| PROBLEM |
Below are entries; work out how many of their lines include the string "move", and reply with the number only.

BEGIN INPUT RECORDS

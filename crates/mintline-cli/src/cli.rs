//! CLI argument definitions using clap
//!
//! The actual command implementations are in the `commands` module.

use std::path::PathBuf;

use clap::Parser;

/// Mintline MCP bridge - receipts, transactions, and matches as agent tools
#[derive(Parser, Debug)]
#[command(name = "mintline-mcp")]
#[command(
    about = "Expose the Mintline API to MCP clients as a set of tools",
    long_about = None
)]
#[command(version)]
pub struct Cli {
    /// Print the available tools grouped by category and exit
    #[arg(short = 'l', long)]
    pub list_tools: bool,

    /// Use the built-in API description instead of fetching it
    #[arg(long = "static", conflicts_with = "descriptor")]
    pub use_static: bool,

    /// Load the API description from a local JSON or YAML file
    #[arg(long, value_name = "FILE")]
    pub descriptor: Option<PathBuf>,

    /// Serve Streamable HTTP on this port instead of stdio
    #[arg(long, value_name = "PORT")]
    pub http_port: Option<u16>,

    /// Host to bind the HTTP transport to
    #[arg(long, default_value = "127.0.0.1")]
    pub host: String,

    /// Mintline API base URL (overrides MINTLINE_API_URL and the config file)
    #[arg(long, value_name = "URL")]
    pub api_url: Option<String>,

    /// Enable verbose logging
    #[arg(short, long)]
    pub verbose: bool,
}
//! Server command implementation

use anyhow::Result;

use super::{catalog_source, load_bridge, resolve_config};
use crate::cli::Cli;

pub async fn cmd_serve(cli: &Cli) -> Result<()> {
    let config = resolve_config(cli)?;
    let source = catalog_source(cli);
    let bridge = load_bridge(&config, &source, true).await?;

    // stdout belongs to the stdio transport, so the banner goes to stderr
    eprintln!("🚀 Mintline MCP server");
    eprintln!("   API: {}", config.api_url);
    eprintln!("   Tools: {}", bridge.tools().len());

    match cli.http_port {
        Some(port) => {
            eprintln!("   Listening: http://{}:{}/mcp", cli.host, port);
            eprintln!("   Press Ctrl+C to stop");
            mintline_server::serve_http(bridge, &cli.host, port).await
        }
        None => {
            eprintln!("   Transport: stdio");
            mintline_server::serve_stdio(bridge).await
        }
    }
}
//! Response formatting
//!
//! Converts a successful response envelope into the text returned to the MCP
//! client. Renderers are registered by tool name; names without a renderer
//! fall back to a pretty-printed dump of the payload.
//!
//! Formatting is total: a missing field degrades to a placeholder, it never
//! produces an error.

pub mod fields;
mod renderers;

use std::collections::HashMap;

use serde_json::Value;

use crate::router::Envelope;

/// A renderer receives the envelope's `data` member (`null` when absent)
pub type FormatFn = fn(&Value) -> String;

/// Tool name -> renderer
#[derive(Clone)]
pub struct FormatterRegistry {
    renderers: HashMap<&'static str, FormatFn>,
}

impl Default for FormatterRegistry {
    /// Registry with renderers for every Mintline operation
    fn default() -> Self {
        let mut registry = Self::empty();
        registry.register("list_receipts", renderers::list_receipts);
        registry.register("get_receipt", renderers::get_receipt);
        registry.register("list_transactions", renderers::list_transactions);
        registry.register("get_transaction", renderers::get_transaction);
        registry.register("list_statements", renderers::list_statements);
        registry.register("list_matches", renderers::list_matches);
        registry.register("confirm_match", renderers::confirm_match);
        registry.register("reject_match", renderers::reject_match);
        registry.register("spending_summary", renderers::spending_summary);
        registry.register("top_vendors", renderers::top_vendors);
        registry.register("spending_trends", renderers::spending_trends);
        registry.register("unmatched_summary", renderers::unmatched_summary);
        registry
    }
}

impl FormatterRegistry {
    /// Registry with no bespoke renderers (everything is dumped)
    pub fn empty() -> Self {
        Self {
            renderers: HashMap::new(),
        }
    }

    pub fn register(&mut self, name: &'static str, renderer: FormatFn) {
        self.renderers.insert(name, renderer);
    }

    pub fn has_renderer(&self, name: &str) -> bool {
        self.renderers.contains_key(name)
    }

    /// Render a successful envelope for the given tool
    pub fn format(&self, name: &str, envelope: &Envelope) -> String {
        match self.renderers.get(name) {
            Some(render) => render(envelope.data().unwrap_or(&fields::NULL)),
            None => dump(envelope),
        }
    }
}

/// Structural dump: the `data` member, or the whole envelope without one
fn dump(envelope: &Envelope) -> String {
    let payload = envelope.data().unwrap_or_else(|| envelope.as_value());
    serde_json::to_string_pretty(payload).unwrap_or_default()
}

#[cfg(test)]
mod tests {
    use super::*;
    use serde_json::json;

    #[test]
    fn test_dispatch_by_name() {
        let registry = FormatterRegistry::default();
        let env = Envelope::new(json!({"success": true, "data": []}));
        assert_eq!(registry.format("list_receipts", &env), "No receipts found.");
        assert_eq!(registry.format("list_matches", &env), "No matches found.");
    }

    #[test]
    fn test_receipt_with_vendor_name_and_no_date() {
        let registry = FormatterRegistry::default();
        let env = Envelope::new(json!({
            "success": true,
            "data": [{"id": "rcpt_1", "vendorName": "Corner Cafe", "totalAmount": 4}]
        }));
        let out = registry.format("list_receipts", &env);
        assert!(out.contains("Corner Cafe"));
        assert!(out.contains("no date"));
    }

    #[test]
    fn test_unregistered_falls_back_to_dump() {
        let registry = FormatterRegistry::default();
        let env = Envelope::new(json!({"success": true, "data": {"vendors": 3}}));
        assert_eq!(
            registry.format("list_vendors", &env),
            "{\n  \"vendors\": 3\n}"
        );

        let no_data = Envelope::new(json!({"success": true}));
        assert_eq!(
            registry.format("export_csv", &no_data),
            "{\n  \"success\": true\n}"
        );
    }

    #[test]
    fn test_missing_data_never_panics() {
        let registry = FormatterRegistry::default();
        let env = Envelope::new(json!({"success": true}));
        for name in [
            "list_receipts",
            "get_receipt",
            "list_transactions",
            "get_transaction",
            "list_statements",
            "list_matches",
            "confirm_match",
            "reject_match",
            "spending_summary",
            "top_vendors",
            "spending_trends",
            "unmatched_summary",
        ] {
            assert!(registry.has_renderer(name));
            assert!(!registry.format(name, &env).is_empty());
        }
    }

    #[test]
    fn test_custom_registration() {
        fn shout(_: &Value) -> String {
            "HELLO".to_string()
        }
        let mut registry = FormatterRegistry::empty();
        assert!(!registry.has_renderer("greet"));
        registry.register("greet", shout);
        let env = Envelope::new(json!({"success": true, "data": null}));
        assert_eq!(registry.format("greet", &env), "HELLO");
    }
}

END INPUT RECORDS
BEGIN INPUT RECORDS

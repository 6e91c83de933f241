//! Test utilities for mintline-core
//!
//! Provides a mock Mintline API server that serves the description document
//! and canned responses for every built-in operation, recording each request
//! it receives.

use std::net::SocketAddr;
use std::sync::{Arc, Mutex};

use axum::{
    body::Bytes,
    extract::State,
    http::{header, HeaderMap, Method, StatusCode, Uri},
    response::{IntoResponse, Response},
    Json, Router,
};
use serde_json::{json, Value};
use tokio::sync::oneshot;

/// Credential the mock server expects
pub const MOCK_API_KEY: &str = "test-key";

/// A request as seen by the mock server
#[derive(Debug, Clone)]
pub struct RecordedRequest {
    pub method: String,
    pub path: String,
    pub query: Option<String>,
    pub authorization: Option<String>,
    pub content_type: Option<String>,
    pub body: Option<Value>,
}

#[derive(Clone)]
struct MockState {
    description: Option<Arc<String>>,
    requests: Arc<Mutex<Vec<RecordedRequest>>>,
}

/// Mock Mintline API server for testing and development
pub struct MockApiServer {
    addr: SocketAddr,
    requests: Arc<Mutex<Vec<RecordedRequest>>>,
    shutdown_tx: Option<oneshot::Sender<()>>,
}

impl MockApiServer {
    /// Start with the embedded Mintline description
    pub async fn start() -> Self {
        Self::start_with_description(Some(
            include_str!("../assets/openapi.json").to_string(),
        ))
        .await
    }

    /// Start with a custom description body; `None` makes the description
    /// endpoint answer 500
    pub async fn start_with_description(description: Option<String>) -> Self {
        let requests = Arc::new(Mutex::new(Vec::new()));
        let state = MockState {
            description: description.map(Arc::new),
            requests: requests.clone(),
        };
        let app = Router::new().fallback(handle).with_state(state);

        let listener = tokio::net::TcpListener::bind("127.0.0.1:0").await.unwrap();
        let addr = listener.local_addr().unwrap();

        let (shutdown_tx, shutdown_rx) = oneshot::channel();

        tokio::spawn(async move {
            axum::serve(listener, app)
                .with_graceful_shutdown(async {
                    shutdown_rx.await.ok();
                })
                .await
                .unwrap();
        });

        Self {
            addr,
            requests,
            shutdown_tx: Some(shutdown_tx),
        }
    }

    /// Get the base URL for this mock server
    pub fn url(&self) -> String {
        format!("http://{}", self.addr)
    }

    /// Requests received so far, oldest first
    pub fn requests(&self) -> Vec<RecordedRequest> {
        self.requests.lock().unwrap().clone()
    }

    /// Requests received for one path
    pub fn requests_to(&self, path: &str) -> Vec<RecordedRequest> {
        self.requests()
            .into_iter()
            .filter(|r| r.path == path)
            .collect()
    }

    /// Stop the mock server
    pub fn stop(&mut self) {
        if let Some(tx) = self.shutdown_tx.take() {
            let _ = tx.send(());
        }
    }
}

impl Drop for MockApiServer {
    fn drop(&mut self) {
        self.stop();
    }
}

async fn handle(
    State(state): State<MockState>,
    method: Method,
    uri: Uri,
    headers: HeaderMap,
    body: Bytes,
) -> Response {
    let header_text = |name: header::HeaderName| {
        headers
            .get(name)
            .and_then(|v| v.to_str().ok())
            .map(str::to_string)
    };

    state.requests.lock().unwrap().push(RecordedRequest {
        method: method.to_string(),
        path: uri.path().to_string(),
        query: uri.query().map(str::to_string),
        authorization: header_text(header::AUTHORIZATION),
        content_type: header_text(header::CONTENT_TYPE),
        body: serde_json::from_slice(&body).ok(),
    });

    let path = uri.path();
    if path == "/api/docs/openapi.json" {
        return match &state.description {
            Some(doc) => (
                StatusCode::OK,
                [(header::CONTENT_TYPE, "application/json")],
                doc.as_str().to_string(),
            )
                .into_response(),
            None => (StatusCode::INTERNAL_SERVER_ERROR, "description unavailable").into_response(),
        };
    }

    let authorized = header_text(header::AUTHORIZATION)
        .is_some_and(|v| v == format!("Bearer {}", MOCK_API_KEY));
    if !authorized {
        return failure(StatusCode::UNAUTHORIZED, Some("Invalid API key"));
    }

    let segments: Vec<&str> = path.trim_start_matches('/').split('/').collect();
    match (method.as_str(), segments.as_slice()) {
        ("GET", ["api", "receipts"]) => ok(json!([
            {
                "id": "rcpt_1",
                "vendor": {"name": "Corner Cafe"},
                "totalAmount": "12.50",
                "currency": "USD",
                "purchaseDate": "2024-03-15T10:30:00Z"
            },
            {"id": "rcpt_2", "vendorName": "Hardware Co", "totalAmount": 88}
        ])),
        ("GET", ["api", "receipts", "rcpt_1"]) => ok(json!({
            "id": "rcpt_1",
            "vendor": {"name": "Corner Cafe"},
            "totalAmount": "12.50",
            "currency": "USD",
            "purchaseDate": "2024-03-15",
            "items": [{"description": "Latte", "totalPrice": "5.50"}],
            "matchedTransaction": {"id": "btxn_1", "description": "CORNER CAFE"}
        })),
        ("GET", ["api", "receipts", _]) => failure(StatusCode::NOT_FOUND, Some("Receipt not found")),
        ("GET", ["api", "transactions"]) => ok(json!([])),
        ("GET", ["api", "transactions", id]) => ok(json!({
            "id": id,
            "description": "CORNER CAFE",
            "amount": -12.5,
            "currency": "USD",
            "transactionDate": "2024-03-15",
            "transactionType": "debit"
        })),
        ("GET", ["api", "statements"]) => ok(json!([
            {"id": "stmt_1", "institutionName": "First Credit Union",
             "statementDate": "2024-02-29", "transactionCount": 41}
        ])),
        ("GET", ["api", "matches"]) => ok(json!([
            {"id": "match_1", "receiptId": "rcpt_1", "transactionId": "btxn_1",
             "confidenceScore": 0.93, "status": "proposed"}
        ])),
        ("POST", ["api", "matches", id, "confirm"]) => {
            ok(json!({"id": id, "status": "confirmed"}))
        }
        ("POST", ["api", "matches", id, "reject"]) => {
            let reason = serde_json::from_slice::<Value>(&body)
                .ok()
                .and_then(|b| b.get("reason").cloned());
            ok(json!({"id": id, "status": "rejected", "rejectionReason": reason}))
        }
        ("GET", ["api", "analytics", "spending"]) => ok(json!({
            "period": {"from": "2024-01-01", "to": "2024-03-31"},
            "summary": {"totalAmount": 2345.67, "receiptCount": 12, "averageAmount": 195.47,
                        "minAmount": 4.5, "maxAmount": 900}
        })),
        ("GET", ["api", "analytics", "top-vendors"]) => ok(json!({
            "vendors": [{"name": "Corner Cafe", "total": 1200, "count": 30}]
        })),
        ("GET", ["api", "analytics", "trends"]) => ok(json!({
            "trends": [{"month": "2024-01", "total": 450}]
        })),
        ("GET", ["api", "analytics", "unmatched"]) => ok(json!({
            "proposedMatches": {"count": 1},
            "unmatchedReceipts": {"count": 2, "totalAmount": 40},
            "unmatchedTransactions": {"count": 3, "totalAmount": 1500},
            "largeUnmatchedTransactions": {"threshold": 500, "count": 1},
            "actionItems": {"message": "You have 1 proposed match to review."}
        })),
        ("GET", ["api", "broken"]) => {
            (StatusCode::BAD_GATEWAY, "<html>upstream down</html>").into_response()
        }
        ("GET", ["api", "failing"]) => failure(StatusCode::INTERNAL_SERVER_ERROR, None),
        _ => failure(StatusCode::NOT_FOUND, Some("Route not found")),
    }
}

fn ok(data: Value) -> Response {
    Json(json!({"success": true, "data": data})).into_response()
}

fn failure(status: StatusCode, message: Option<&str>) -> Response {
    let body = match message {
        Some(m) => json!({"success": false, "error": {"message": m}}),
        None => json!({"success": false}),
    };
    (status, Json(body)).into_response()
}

END INPUT RECORDS
BEGIN INPUT RECORDS

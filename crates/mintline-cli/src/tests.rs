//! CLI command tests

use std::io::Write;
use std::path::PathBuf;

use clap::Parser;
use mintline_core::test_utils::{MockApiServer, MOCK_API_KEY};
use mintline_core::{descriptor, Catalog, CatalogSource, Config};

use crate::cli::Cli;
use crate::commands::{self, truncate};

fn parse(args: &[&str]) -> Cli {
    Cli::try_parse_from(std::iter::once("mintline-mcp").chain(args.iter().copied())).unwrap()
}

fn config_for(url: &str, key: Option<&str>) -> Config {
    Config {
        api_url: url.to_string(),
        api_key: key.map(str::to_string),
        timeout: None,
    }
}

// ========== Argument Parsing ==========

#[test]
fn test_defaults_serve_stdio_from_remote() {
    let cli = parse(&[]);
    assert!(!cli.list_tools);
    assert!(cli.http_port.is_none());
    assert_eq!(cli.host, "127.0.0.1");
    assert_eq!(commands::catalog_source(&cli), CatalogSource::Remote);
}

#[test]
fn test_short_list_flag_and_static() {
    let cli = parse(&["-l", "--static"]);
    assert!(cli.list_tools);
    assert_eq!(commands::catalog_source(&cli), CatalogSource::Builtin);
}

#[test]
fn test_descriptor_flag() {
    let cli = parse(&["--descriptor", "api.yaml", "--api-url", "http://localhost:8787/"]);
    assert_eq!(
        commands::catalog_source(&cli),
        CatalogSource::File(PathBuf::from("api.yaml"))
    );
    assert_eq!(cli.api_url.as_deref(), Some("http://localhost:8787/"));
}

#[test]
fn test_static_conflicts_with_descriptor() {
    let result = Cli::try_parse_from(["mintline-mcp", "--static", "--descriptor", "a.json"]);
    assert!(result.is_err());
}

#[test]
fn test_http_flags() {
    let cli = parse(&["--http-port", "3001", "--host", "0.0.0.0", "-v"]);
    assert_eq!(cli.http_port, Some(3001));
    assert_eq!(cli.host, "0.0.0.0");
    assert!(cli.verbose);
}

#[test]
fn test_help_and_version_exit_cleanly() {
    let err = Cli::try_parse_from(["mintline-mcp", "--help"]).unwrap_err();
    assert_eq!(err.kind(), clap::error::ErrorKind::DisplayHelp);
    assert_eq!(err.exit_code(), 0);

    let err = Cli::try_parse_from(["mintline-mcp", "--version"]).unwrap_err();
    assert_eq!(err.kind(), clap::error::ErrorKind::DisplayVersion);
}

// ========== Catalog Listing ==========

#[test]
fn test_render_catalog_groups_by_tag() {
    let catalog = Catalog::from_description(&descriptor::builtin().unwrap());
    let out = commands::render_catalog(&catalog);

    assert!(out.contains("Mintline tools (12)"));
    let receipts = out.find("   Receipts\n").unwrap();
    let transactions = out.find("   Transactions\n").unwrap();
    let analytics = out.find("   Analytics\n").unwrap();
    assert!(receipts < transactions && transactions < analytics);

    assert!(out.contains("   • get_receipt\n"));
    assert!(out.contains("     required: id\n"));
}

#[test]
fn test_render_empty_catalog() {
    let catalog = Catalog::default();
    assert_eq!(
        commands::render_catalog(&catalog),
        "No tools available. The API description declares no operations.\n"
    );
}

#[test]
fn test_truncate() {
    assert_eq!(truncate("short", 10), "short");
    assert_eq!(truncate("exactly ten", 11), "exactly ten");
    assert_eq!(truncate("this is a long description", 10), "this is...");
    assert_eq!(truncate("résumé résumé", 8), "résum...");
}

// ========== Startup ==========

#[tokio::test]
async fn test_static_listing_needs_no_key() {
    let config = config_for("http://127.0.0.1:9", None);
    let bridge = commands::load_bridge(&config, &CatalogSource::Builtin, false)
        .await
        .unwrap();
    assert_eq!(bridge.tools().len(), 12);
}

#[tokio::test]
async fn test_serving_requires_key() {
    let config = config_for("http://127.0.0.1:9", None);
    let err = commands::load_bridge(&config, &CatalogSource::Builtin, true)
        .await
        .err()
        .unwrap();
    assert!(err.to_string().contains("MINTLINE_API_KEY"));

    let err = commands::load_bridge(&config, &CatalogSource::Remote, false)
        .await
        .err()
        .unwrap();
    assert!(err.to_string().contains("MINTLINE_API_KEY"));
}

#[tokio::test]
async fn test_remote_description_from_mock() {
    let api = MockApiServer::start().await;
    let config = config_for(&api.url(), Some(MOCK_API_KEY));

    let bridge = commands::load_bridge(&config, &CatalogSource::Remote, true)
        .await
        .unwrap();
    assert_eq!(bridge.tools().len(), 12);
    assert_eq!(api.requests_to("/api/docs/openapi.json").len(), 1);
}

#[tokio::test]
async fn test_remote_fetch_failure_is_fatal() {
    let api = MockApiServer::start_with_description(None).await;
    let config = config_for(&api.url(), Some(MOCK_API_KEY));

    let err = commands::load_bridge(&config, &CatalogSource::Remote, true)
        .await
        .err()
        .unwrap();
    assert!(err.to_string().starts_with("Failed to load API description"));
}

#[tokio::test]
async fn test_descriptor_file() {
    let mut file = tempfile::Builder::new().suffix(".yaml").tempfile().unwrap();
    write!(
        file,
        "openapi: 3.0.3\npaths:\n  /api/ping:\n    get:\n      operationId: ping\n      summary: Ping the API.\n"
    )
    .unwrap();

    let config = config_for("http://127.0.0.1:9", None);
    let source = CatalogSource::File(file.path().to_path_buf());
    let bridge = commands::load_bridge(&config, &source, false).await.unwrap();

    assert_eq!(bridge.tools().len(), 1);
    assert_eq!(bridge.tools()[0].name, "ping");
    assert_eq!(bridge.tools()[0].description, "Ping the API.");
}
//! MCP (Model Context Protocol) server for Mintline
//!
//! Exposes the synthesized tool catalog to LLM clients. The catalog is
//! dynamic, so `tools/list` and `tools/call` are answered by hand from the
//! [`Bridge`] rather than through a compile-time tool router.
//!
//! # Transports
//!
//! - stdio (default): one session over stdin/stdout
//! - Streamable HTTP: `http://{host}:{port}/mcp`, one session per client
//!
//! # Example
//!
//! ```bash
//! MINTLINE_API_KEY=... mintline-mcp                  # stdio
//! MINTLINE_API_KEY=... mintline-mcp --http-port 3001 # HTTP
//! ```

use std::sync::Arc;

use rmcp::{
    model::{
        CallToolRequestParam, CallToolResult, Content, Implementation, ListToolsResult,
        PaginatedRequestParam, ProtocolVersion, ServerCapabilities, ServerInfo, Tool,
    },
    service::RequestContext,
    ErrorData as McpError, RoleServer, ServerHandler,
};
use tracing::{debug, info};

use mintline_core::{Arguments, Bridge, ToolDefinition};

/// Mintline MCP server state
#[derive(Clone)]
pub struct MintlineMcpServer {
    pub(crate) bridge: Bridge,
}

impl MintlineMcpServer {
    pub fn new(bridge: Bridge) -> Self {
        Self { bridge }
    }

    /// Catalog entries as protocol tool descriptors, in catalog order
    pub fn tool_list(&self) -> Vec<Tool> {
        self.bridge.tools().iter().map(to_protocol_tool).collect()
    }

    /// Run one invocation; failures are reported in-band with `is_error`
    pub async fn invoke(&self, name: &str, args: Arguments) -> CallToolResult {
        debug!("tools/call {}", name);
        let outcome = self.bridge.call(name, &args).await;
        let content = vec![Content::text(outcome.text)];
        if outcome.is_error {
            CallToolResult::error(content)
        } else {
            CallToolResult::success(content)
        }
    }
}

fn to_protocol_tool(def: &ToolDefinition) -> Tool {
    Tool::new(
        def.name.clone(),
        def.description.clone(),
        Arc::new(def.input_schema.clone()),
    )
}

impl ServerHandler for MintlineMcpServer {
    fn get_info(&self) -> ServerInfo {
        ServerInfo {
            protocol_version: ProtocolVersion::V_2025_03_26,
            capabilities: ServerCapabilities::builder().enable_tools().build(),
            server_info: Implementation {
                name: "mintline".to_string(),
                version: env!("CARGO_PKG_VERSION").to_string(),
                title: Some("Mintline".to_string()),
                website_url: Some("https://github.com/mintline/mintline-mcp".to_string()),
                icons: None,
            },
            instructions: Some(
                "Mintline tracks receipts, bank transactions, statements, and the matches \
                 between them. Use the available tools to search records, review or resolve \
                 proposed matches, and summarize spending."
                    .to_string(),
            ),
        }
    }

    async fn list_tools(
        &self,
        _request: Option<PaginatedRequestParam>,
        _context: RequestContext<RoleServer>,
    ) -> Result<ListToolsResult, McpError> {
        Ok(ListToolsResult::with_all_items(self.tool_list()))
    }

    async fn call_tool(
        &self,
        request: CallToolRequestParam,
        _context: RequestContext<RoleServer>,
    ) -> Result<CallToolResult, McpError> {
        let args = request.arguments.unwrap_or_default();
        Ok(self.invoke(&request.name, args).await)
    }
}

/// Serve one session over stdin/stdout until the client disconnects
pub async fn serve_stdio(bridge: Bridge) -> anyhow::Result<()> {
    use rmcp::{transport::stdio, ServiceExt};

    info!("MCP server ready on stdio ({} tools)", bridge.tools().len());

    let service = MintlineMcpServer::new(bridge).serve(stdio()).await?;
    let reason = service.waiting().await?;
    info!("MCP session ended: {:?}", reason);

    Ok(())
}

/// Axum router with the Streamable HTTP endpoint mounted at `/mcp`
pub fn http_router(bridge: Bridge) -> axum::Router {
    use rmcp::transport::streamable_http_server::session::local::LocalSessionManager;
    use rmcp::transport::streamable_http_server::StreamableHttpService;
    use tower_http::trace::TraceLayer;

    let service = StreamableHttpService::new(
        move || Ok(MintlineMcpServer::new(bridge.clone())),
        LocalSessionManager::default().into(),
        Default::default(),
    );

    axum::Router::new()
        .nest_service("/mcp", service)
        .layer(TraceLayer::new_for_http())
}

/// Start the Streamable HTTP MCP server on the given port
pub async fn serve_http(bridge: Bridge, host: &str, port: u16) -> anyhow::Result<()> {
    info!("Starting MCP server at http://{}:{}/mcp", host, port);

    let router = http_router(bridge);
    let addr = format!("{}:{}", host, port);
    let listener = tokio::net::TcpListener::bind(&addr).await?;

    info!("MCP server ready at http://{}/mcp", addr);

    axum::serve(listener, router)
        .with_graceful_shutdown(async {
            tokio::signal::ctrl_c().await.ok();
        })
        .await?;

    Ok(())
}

END INPUT RECORDS

| RESPONSE |
2